The simplest of them all is the 4% rule. If you spend 4% of your annual income in retirement, generally speaking given most folk’s life expectancies, then you should have sufficient funds until retirement. Practitioners sometimes state the reciprocal of this rule. If in retirement, one has either income or capital to fund 25 years of retirement (1/4%), then one is more likely than not able to fund a comfortable retirement. This gets you to a life of 90 years given a standard retirement age of 65.
While this method leaves a little longevity risk unaddressed, it is still a pretty good rule of thumb and is one we use at KilterHowling, at least conversationally. To improve upon this rule in practice, one would hopefully have the discipline to rein in spending in the good years, most likely with a cap on spending. In most scenarios, this adds to the likelihood of a successful retirement.
Life is messy, as my mother tells me, and a simple 4% rule might not be enough.
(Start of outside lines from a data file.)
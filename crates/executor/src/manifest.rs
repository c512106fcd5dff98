// This software is licensed under a dual license model:
//
// GNU Affero General Public License v3 (AGPLv3): You may use, modify, and
// distribute this software under the terms of the AGPLv3.
//
// Elastic License v2 (ELv2): You may also use, modify, and distribute this
// software under the Elastic License v2, which has specific restrictions.
//
// We welcome any commercial collaboration or support. For inquiries
// regarding the licenses, please contact us at:
// vectorchord-inquiry@tensorchord.ai
//
// Copyright (c) 2025 TensorChord Inc.

use point::DataLoadError;
use std::path::{Path, PathBuf};

/// The partition data files of a run, one worker each.
#[derive(Debug, Clone, PartialEq, Eq)]
pub struct PartitionManifest {
    partitions: Vec<PathBuf>,
}

impl PartitionManifest {
    pub fn from_paths(partitions: Vec<PathBuf>) -> Self {
        Self { partitions }
    }

    /// One path per line; blank lines and `#` comments are skipped. Relative
    /// paths are taken relative to the manifest.
    pub fn read(path: impl AsRef<Path>) -> Result<Self, DataLoadError> {
        let path = path.as_ref();
        let content = std::fs::read_to_string(path).map_err(|source| DataLoadError::Io {
            path: path.to_path_buf(),
            source,
        })?;
        let base = path.parent().unwrap_or(Path::new("."));
        let partitions = content
            .lines()
            .map(str::trim)
            .filter(|line| !line.is_empty() && !line.starts_with('#'))
            .map(|line| base.join(line))
            .collect::<Vec<_>>();
        if partitions.is_empty() {
            return Err(DataLoadError::Empty {
                path: path.to_path_buf(),
            });
        }
        Ok(Self { partitions })
    }

    pub fn len(&self) -> usize {
        self.partitions.len()
    }

    pub fn is_empty(&self) -> bool {
        self.partitions.is_empty()
    }

    pub fn iter(&self) -> std::slice::Iter<'_, PathBuf> {
        self.partitions.iter()
    }

    pub fn as_slice(&self) -> &[PathBuf] {
        &self.partitions
    }
}

#[cfg(test)]
mod tests {
    use super::*;

    #[test]
    fn read_manifest() {
        let dir = tempfile::tempdir().unwrap();
        let path = dir.path().join("partitions.txt");
        std::fs::write(&path, "# two partitions\ndata/part_0\n\n  /abs/part_1  \n").unwrap();
        let manifest = PartitionManifest::read(&path).unwrap();
        assert_eq!(
            manifest.as_slice(),
            &[
                dir.path().join("data/part_0"),
                PathBuf::from("/abs/part_1"),
            ]
        );
    }

    #[test]
    fn empty_manifest() {
        let dir = tempfile::tempdir().unwrap();
        let path = dir.path().join("partitions.txt");
        std::fs::write(&path, "# nothing\n").unwrap();
        assert!(matches!(
            PartitionManifest::read(&path),
            Err(DataLoadError::Empty { .. })
        ));
    }
}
For all of our financial planning clients, we take goals-based approach to solving for retirement success. This involves understanding all aspects of a client’s assets, from investable assets to inheritance to land holdings. Coupling the timing and risk/return expectation of these assets with the lifetime financial goals, we can get to a more sophisticated probability of success.
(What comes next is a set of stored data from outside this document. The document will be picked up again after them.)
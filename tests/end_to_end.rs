// This software is licensed under a dual license model:
//
// GNU Affero General Public License v3 (AGPLv3): You may use, modify, and
// distribute this software under the terms of the AGPLv3.
//
// Elastic License v2 (ELv2): You may also use, modify, and distribute this
// software under the Elastic License v2, which has specific restrictions.
//
// We welcome any commercial collaboration or support. For inquiries
// regarding the licenses, please contact us at:
// vectorchord-inquiry@tensorchord.ai
//
// Copyright (c) 2025 TensorChord Inc.

#![allow(unused_crate_dependencies)]

use canopy::{ClusteringOptions, Error, Outcome};
use executor::ExecutorError;
use k_means::Variant;
use point::{DataLoadError, DataPoint, PointVector};
use std::path::{Path, PathBuf};

fn write(path: &Path, content: &str) {
    std::fs::create_dir_all(path.parent().unwrap()).unwrap();
    std::fs::write(path, content).unwrap();
}

/// Two partitions of two-dimensional points, one pair of points per seed.
fn dataset(dir: &Path, extra: &str) -> (PathBuf, PathBuf) {
    write(&dir.join("seeds.txt"), "0,0\n10,10\n20,20\n");
    write(
        &dir.join("cccenters/canopycenters.txt"),
        "0,0\n10,10\n20,20\n",
    );
    write(
        &dir.join("part-0.txt"),
        &format!("0,0\t2,2\n10,10\t12,12\n20,20\t22,22\n{extra}"),
    );
    write(&dir.join("part-1.txt"), "0,0\t4,4\n10,10\t14,14\n20,20\t24,24\n");
    write(
        &dir.join("partitions.txt"),
        "# partition files\npart-0.txt\n\npart-1.txt\n",
    );
    (dir.join("seeds.txt"), dir.join("partitions.txt"))
}

fn expected() -> PointVector {
    PointVector::from_points(
        2,
        [[3, 3], [13, 13], [23, 23]]
            .iter()
            .map(|x| DataPoint::new(x.to_vec()))
            .collect(),
    )
}

fn options() -> ClusteringOptions {
    ClusteringOptions {
        threads: 2,
        ..Default::default()
    }
}

#[test]
fn canopy_run_converges_in_two_rounds() {
    let dir = tempfile::tempdir().unwrap();
    let (seeds, manifest) = dataset(dir.path(), "");
    let report = canopy::run(&seeds, 2, &manifest, &options()).unwrap();
    assert_eq!(report.outcome, Outcome::Converged);
    assert_eq!(report.rounds, 2);
    assert_eq!(report.errors, vec![54, 0]);
    assert_eq!(report.centroids, expected());
}

#[test]
fn flat_run_agrees() {
    let dir = tempfile::tempdir().unwrap();
    let (seeds, manifest) = dataset(dir.path(), "");
    let options = ClusteringOptions {
        variant: Variant::Flat,
        ..options()
    };
    let report = canopy::run(&seeds, 2, &manifest, &options).unwrap();
    assert_eq!(report.rounds, 2);
    assert_eq!(report.centroids, expected());
}

#[test]
fn points_of_unknown_canopies_are_dropped() {
    let dir = tempfile::tempdir().unwrap();
    let (seeds, manifest) = dataset(dir.path(), "5,5\t100,100\n");
    let report = canopy::run(&seeds, 2, &manifest, &options()).unwrap();
    assert_eq!(report.centroids, expected());
}

#[test]
fn iteration_cap() {
    let dir = tempfile::tempdir().unwrap();
    let (seeds, manifest) = dataset(dir.path(), "");
    let options = ClusteringOptions {
        max_iterations: Some(1),
        ..options()
    };
    let report = canopy::run(&seeds, 2, &manifest, &options).unwrap();
    assert_eq!(report.outcome, Outcome::MaxIterations);
    assert_eq!(report.rounds, 1);
    assert_eq!(report.centroids, expected());
}

#[test]
fn partition_count_must_match_manifest() {
    let dir = tempfile::tempdir().unwrap();
    let (seeds, manifest) = dataset(dir.path(), "");
    let e = canopy::run(&seeds, 3, &manifest, &options()).unwrap_err();
    assert!(matches!(
        e,
        Error::Configure(ExecutorError::PartitionCount {
            expected: 3,
            actual: 2
        })
    ));
}

#[test]
fn malformed_partition_is_reported() {
    let dir = tempfile::tempdir().unwrap();
    let (seeds, manifest) = dataset(dir.path(), "0,0\t7;7\n");
    let e = canopy::run(&seeds, 2, &manifest, &options()).unwrap_err();
    match e {
        Error::Configure(ExecutorError::Partition {
            partition,
            source: k_means::Error::Load(DataLoadError::Partition { source, .. }),
        }) => {
            assert_eq!(partition, 0);
            assert!(matches!(*source, DataLoadError::Malformed { line: 4, .. }));
        }
        other => panic!("unexpected {other:?}"),
    }
}

#[test]
fn missing_seeds() {
    let dir = tempfile::tempdir().unwrap();
    let (_, manifest) = dataset(dir.path(), "");
    let e = canopy::run(&dir.path().join("absent.txt"), 2, &manifest, &options()).unwrap_err();
    assert!(matches!(e, Error::Load(DataLoadError::Io { .. })));
    assert_eq!(e.iteration(), None);
}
Very importantly, we can do what-if analysis for clients that helps them to see the hidden risk in their financial outcome. Of course we can address whether or not a certain level of retirement spending is too high (or could be higher)? But the tools we use are robust and begs other questions too. What if I must retire early? What if I live well past my actuarial life expectancy? What if inflation is higher than most expect? What if my health care costs are exorbitant?
Moreover, our tools are flexible enough to allow clients to do much of this work themselves by logging in at their leisure or as thoughts and worry make it necessary. At KilterHowling, long gone are the days when financial planning meant a forty page book and a three hour meeting to go over it. To us and our clients, financial planning is efficient, interactive, and iterative.
When you need to update your financial picture, you need not wait for us to answer the phone or schedule a meeting – although we are more than happy to do so. You simply log-in, make changes, and see the updated probability of success.
The question of retirement spending is a complex one. “What is your number?” as the saying goes in some of the literature. An involved and iterative financial planning process helps find that answer. At KilterHowling, we implement that plan with a portfolio that has the right balance between Capital Preservation and Global Growth to match your personal financial situation.